Rosales bereksperimen dengan pukulan kidal pada awal ronde keempat, lalu hal itu berbuah manis pada akhir ronde, ketika ia mendaratkan sebuah pukulan kiri yang digunakan hampir cuma menjatuhkan petarung Jepun yang diunggulkan itu. Berkat skor yang tersebut terbuka, para petarung mengetahui bahwa setelahnya ronde tersebut, Teraji unggul 40-36 dua kali lalu 39-37, dimana Rosales yang dimaksud tertinggal kemungkinan besar mendapatkan ronde terbaiknya pada ronde kelima – walau ia juga harus berjuang keras dengan hidungnya yang tersebut berdarah akibat serangan jab keras dari Teraji.
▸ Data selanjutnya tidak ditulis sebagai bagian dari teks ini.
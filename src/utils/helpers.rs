//! Helpers for panefm.
//!
//! Find result limits, color parsing, size/time formatting, home-directory
//! handling and running the configured editor.

use crate::config::Editor;

use chrono::{DateTime, Local};
use humansize::{DECIMAL, format_size};
use ratatui::style::Color;
use std::io;
use std::path::{MAIN_SEPARATOR, Path, PathBuf};
use std::time::SystemTime;

/// The minimum results which is set to if the maximum is overset in the panefm.toml.
pub const MIN_FIND_RESULTS: usize = 15;
/// The default find results. Can be overwritten in the panefm.toml.
pub const DEFAULT_FIND_RESULTS: usize = 2000;
/// The maximum find result limit which is possible.
pub const MAX_FIND_RESULTS_LIMIT: usize = 1_000_000;

/// Parses a string (color name or hex) into a ratatui::style::Color
///
/// Supports standard names (red, green, etc.), hex values (#RRGGBB or #RGB)
/// and 256-color indices ("238"). Anything else is the terminal default.
pub fn parse_color(s: &str) -> Color {
    match s.to_lowercase().as_str() {
        "default" | "reset" => Color::Reset,
        "yellow" => Color::Yellow,
        "red" => Color::Red,
        "blue" => Color::Blue,
        "green" => Color::Green,
        "magenta" => Color::Magenta,
        "cyan" => Color::Cyan,
        "white" => Color::White,
        "black" => Color::Black,
        "gray" | "grey" => Color::Gray,
        "darkgray" | "darkgrey" => Color::DarkGray,
        _ => {
            if let Some(color) = s.strip_prefix('#') {
                let expanded = match color.len() {
                    6 => Some(color.to_string()),
                    3 => Some(color.chars().flat_map(|c| [c, c]).collect()),
                    _ => None,
                };
                if let Some(hex) = expanded
                    && let Ok(rgb) = u32::from_str_radix(&hex, 16)
                {
                    return Color::Rgb(
                        ((rgb >> 16) & 0xFF) as u8,
                        ((rgb >> 8) & 0xFF) as u8,
                        (rgb & 0xFF) as u8,
                    );
                }
            } else if let Ok(idx) = s.parse::<u8>() {
                return Color::Indexed(idx);
            }
            log::warn!("unknown color {s:?}, using terminal default");
            Color::Reset
        }
    }
}

/// Human readable size, `-` for directories and unknown sizes.
pub fn format_file_size(size: Option<u64>, is_dir: bool) -> String {
    match size {
        Some(sz) if !is_dir => format_size(sz, DECIMAL),
        _ => "-".to_string(),
    }
}

/// Local modification time, `-` if unknown.
pub fn format_file_time(modified: Option<SystemTime>) -> String {
    modified
        .map(|mtime| {
            let dt: DateTime<Local> = DateTime::from(mtime);
            dt.format("%Y-%m-%d %H:%M").to_string()
        })
        .unwrap_or_else(|| "-".to_string())
}

/// Runs the configured editor on `file_path` and waits for it. The caller
/// is responsible for suspending and restoring the terminal around this.
pub fn open_in_editor(editor: &Editor, file_path: &Path) -> io::Result<()> {
    let status = std::process::Command::new(editor.cmd())
        .arg(file_path)
        .status()?;
    if !status.success() {
        log::warn!("{} exited with {}", editor.cmd(), status);
    }
    Ok(())
}

pub fn get_home() -> Option<PathBuf> {
    dirs::home_dir()
}

/// Util function to shorten home directory to ~.
pub fn shorten_home_path<P: AsRef<Path>>(path: P) -> String {
    let path = path.as_ref();
    if let Some(home_dir) = get_home()
        && let Ok(stripped) = path.strip_prefix(&home_dir)
    {
        if stripped.as_os_str().is_empty() {
            return "~".to_string();
        }
        let mut short = stripped.display().to_string();
        if short.starts_with(MAIN_SEPARATOR) {
            short.remove(0);
        }
        return format!("~{}{}", MAIN_SEPARATOR, short);
    }
    path.display().to_string()
}

/// Clamp the find result count into the supported range.
pub fn clamp_find_results(value: usize) -> usize {
    let clamped = value.clamp(MIN_FIND_RESULTS, MAX_FIND_RESULTS_LIMIT);
    if clamped != value {
        log::warn!(
            "max_find_results={} out of range ({}..={}), clamped to {}",
            value,
            MIN_FIND_RESULTS,
            MAX_FIND_RESULTS_LIMIT,
            clamped
        );
    }
    clamped
}

/// Resolves the directory given on the command line: `~` expansion, then
/// canonicalization. Returns `None` unless it is an existing directory.
pub fn resolve_initial_dir(arg: &Path) -> Option<PathBuf> {
    let expanded = match arg.strip_prefix("~") {
        Ok(rest) => get_home()?.join(rest),
        Err(_) => arg.to_path_buf(),
    };
    let canonical = expanded.canonicalize().ok()?;
    canonical.is_dir().then_some(canonical)
}
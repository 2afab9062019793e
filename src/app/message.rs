//! Messages into the UI loop and commands out of it.
//!
//! Everything that can change [crate::app::AppState] arrives as one
//! [Message] and is handled to completion before the next one, so a frame is
//! only ever drawn against settled state. Handling a message never performs
//! side effects directly: it returns plain [Command] values which the
//! dispatcher sends to the workers or hands to the terminal loop.

use crate::app::request::Ticket;
use crate::core::worker::{FindContext, ListingContext, PreviewContext, ShellContext, WorkerResponse};

use crossterm::event::KeyEvent;
use std::path::PathBuf;

/// Input to [crate::app::AppState::update].
#[derive(Debug)]
pub enum Message {
    Key(KeyEvent),
    Resize { width: u16, height: u16 },
    Worker(WorkerResponse),
    /// Periodic wake-up: debounced previews and finds, throttled refreshes.
    Tick,
}

/// Work requested by a message handler.
#[derive(Debug)]
pub enum Command {
    LoadDirectory {
        panel_id: u64,
        ticket: Ticket<ListingContext>,
    },
    LoadPreview(Ticket<PreviewContext>),
    Find {
        ticket: Ticket<FindContext>,
        max_results: usize,
    },
    RunShell(Ticket<ShellContext>),
    OpenEditor(PathBuf),
    Quit,
}

/// What the terminal loop should do after a batch of commands.
#[derive(Debug, PartialEq, Eq)]
pub enum Control {
    Continue,
    Quit,
    /// Leave the alternate screen, run the editor on the path, come back.
    Suspend(PathBuf),
}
Setelah ronde kedelapan, skor menjadi 79-73 dua kali lalu 78-74, dimana satu-satunya drama yang tersebut tersisa adalah apakah The Amazing Boy akan memaksakan sebuah penyelesaian atau menang melalui jarak. Setelah ronde ke-10 dalam mana darah terus mengucur dari hidung Rosales, 37-7 (22 KO), Teraji secara resmi menjadi pemenang.

“Saya sangat, sangat gugup sejak awal,” ujar Teraji, 24-1 (15 KO), setelahnya merebut penghargaan juara di area divisi barunya.

Ia menyatakan bahwa dikarenakan kegugupannya, ia hampir tiada dapat mengingat apa yang digunakan terjadi selama 30 menit aksi di tempat melawan ring, lalu menyatakan, “Saya hanya saja senang dapat meraih kemenangan.”